| Your assignment |
Print the first line of the material below and each line after it, exactly as written, ending with the line that contains "每行一个 JSON 对象".

| Information given |
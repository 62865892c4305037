// ==========================================
// 供应链网络优化系统 - 分析视图仓储
// ==========================================
// 红线: Repository 不含业务逻辑
// ==========================================
// 职责: 固定白名单分析视图的逐行读取, 不做二次聚合
// 约束: 视图名只允许白名单内取值, 杜绝拼接注入
// ==========================================

use crate::db::open_sqlite_connection;
use crate::repository::error::{RepositoryError, RepositoryResult};
use rusqlite::types::ValueRef;
use rusqlite::Connection;
use serde_json::{Map, Number, Value};
use std::sync::{Arc, Mutex};

/// 分析视图白名单
///
/// 视图行原样返回, 本层不做额外聚合
pub const ALLOWED_VIEWS: &[&str] = &["cost_to_serve", "service_level_by_customer", "stockout_risk"];

// ==========================================
// AnalyticsViewRepository - 分析视图仓储
// ==========================================
pub struct AnalyticsViewRepository {
    conn: Arc<Mutex<Connection>>,
}

impl AnalyticsViewRepository {
    /// 创建新的 AnalyticsViewRepository 实例
    ///
    /// # 参数
    /// - db_path: 数据库文件路径
    pub fn new(db_path: &str) -> RepositoryResult<Self> {
        let conn = open_sqlite_connection(db_path)?;
        Ok(Self {
            conn: Arc::new(Mutex::new(conn)),
        })
    }

    /// 从已有连接创建仓储实例
    pub fn from_connection(conn: Arc<Mutex<Connection>>) -> Self {
        Self { conn }
    }

    /// 获取数据库连接
    fn get_conn(&self) -> RepositoryResult<std::sync::MutexGuard<Connection>> {
        self.conn
            .lock()
            .map_err(|e| RepositoryError::LockError(e.to_string()))
    }

    /// 视图名是否在白名单内
    pub fn is_allowed(view_name: &str) -> bool {
        ALLOWED_VIEWS.contains(&view_name)
    }

    /// 读取白名单视图的所有行 (按列名组装为 JSON 对象)
    ///
    /// # 参数
    /// - view_name: 视图名 (必须在白名单内)
    ///
    /// # 返回
    /// - Ok(Vec<Value>): 视图行, 每行一个 JSON 对象
    /// - Err(ValidationError): 视图名不在白名单内
    pub fn fetch_view_rows(&self, view_name: &str) -> RepositoryResult<Vec<Value>> {
        if !Self::is_allowed(view_name) {
            return Err(RepositoryError::ValidationError(format!(
                "视图名不在白名单内: {}",
                view_name
            )));
        }

        let conn = self.get_conn()?;
        // 视图名来自白名单常量, 非用户拼接
        let mut stmt = conn.prepare(&format!("SELECT * FROM {}", view_name))?;
        let column_names: Vec<String> = stmt
            .column_names()
            .into_iter()
            .map(|s| s.to_string())
            .collect();

        let mut rows = stmt.query([])?;
        let mut result = Vec::new();
        while let Some(row) = rows.next()? {
            let mut object = Map::new();
            for (idx, name) in column_names.iter().enumerate() {
                object.insert(name.clone(), value_ref_to_json(row.get_ref(idx)?));
            }
            result.push(Value::Object(object));
        }

        Ok(result)
    }
}

// ==========================================
// 辅助函数
// ==========================================

/// SQLite 值到 JSON 值的映射
fn value_ref_to_json(value: ValueRef<'_>) -> Value {
    match value {
        ValueRef::Null => Value::Null,
        ValueRef::Integer(i) => Value::Number(i.into()),
        ValueRef::Real(f) => Number::from_f64(f).map(Value::Number).unwrap_or(Value::Null),
        ValueRef::Text(t) => Value::String(String::from_utf8_lossy(t).into_owned()),
        ValueRef::Blob(_) => Value::Null,
    }
}
//! Windowed spatiotemporal grid dataset.
//!
//! [`GridDataset`] owns one raw `[T, C, H, W]` tensor and exactly one derived
//! [`Representation`] of it. Three mutually exclusive representations exist:
//!
//! ```text
//! LeadTime    input = raw[i]                       target  = raw[i + lead_time]
//! Sequential  history = raw[i .. i+H]              predict = raw[i+H .. i+H+P]
//! Periodical  closeness/period/trend + time_encoding, target = raw[skip + i]
//! ```
//!
//! Switching representation builds the new derived tensors first and then
//! replaces the old value whole, so a failed reconfiguration leaves the
//! previous representation intact and no state from an earlier mode leaks
//! into the next.
//!
//! # Concurrency
//!
//! Reads (`len`, `get`, `iter`) take `&self`; reconfiguration takes
//! `&mut self`. `GridDataset` is `Send + Sync`, so a configured dataset can be
//! shared by reference with several sampling threads.
//!
//! # Example
//!
//! ```ignore
//! use grid_window_dataset::{GridDataset, Sample};
//!
//! let mut dataset = GridDataset::open("data/taxi_grid.npy", 48, true)?;
//! dataset.set_periodical_representation(3, 4, 4, 1, 24, 168)?;
//!
//! for sample in dataset.iter() {
//!     if let Sample::Periodical { closeness, time_encoding, target, .. } = sample {
//!         // feed the model
//!     }
//! }
//!
//! // Scale predictions back to flows
//! let diff = dataset.get_min_max_difference();
//! ```

use crate::config::{DatasetConfig, RepresentationConfig};
use crate::error::{DatasetError, Result};
use crate::loader;
use crate::preprocessing::GlobalMinMaxNormalizer;
use crate::sequence_builder::{
    PeriodicalConfig, PeriodicalFeatures, Scale, SequenceConfig, SequentialWindows,
};
use ndarray::{
    Array, Array4, ArrayBase, ArrayD, ArrayView3, ArrayView4, ArrayViewD, Axis, Data, Dimension,
};
use std::collections::BTreeMap;
use std::path::Path;

/// Default offset between input and target frames (two days of hourly data).
pub const DEFAULT_LEAD_TIME: usize = 2 * 24;

/// Discriminant of the active representation.
#[derive(Debug, Clone, Copy, PartialEq, Eq, Hash)]
pub enum WindowingMode {
    /// Frame `i` paired with frame `i + lead_time`
    LeadTime,
    /// History block paired with the following prediction block
    Sequential,
    /// Closeness/period/trend features paired with a target frame
    Periodical,
}

/// Derived state of the active windowing mode.
#[derive(Debug, Clone)]
pub enum Representation {
    /// Reads the raw tensor directly; nothing is materialized.
    LeadTime {
        /// Offset between input and target frame
        lead_time: usize,
    },
    /// Materialized history/prediction blocks.
    Sequential(SequentialWindows),
    /// Materialized closeness/period/trend features.
    Periodical(PeriodicalFeatures),
}

impl Representation {
    /// Which mode this representation belongs to.
    pub fn mode(&self) -> WindowingMode {
        match self {
            Representation::LeadTime { .. } => WindowingMode::LeadTime,
            Representation::Sequential(_) => WindowingMode::Sequential,
            Representation::Periodical(_) => WindowingMode::Periodical,
        }
    }
}

/// One training sample, borrowed from the dataset without copying.
///
/// Frames are `[C, H, W]`; blocks are `[len, C, H, W]`; periodical scale
/// features are `[C·len, H, W]`.
#[derive(Debug, Clone, Copy)]
pub enum Sample<'a> {
    /// Lead-time pair.
    LeadTime {
        /// Frame `i`
        input: ArrayView3<'a, f64>,
        /// Frame `i + lead_time`
        target: ArrayView3<'a, f64>,
    },

    /// Sequential pair.
    Sequential {
        /// `H` consecutive frames
        history: ArrayView4<'a, f64>,
        /// The `P` frames right after `history`
        predict: ArrayView4<'a, f64>,
    },

    /// Periodical features. Scale fields are `None` when that scale is inactive.
    Periodical {
        /// Recent frames, nearest first
        closeness: Option<ArrayView3<'a, f64>>,
        /// Daily-stride frames, nearest first
        period: Option<ArrayView3<'a, f64>>,
        /// Weekly-stride frames, nearest first
        trend: Option<ArrayView3<'a, f64>>,
        /// 31-channel one-hot hour/weekday grid of the target timestep
        time_encoding: ArrayView3<'a, f64>,
        /// Target frame
        target: ArrayView3<'a, f64>,
    },
}

impl<'a> Sample<'a> {
    /// Mode that produced this sample.
    pub fn mode(&self) -> WindowingMode {
        match self {
            Sample::LeadTime { .. } => WindowingMode::LeadTime,
            Sample::Sequential { .. } => WindowingMode::Sequential,
            Sample::Periodical { .. } => WindowingMode::Periodical,
        }
    }

    /// Field name → tensor pairs, in a stable order.
    ///
    /// Names: `input`/`target`, `history`/`predict`, or
    /// `closeness`/`period`/`trend`/`time_encoding`/`target` (inactive
    /// scales omitted).
    pub fn fields(&self) -> Vec<(&'static str, ArrayViewD<'a, f64>)> {
        match *self {
            Sample::LeadTime { input, target } => {
                vec![("input", input.into_dyn()), ("target", target.into_dyn())]
            }
            Sample::Sequential { history, predict } => {
                vec![("history", history.into_dyn()), ("predict", predict.into_dyn())]
            }
            Sample::Periodical {
                closeness,
                period,
                trend,
                time_encoding,
                target,
            } => {
                let scales = [
                    (Scale::Closeness, closeness),
                    (Scale::Period, period),
                    (Scale::Trend, trend),
                ];
                let mut fields: Vec<_> = scales
                    .into_iter()
                    .filter_map(|(scale, view)| view.map(|v| (scale.name(), v.into_dyn())))
                    .collect();
                fields.push(("time_encoding", time_encoding.into_dyn()));
                fields.push(("target", target.into_dyn()));
                fields
            }
        }
    }

    /// Look up a field by name.
    pub fn get(&self, name: &str) -> Option<ArrayViewD<'a, f64>> {
        self.fields()
            .into_iter()
            .find(|(field, _)| *field == name)
            .map(|(_, view)| view)
    }

    /// Owned field name → tensor map.
    pub fn into_map(self) -> BTreeMap<&'static str, ArrayD<f64>> {
        self.fields()
            .into_iter()
            .map(|(name, view)| (name, view.to_owned()))
            .collect()
    }
}

/// A `T × C × H × W` tensor exposed through one windowing mode at a time.
#[derive(Debug, Clone)]
pub struct GridDataset {
    /// Raw tensor, normalized in place when requested
    data: Array4<f64>,

    /// Global range fitted before normalization
    normalizer: GlobalMinMaxNormalizer,

    normalized: bool,

    representation: Representation,
}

| Exercise output |
repository 62865892c4305037
// ==========================================
// 供应链网络优化系统 - 分析视图仓储
// ==========================================
// 红线: Repository 不含业务逻辑
// ==========================================
// 职责: 固定白名单分析视图的逐行读取, 不做二次聚合
// 约束: 视图名只允许白名单内取值, 杜绝拼接注入
// ==========================================

use crate::db::open_sqlite_connection;
use crate::repository::error::{RepositoryError, RepositoryResult};
use rusqlite::types::ValueRef;
use rusqlite::Connection;
use serde_json::{Map, Number, Value};
use std::sync::{Arc, Mutex};

/// 分析视图白名单
///
/// 视图行原样返回, 本层不做额外聚合
pub const ALLOWED_VIEWS: &[&str] = &["cost_to_serve", "service_level_by_customer", "stockout_risk"];

// ==========================================
// AnalyticsViewRepository - 分析视图仓储
// ==========================================
pub struct AnalyticsViewRepository {
    conn: Arc<Mutex<Connection>>,
}

impl AnalyticsViewRepository {
    /// 创建新的 AnalyticsViewRepository 实例
    ///
    /// # 参数
    /// - db_path: 数据库文件路径
    pub fn new(db_path: &str) -> RepositoryResult<Self> {
        let conn = open_sqlite_connection(db_path)?;
        Ok(Self {
            conn: Arc::new(Mutex::new(conn)),
        })
    }

    /// 从已有连接创建仓储实例
    pub fn from_connection(conn: Arc<Mutex<Connection>>) -> Self {
        Self { conn }
    }

    /// 获取数据库连接
    fn get_conn(&self) -> RepositoryResult<std::sync::MutexGuard<Connection>> {
        self.conn
            .lock()
            .map_err(|e| RepositoryError::LockError(e.to_string()))
    }

    /// 视图名是否在白名单内
    pub fn is_allowed(view_name: &str) -> bool {
        ALLOWED_VIEWS.contains(&view_name)
    }

    /// 读取白名单视图的所有行 (按列名组装为 JSON 对象)
    ///
    /// # 参数
    /// - view_name: 视图名 (必须在白名单内)
    ///
    /// # 返回
    /// - Ok(Vec<Value>): 视图行, 每行一个 JSON 对象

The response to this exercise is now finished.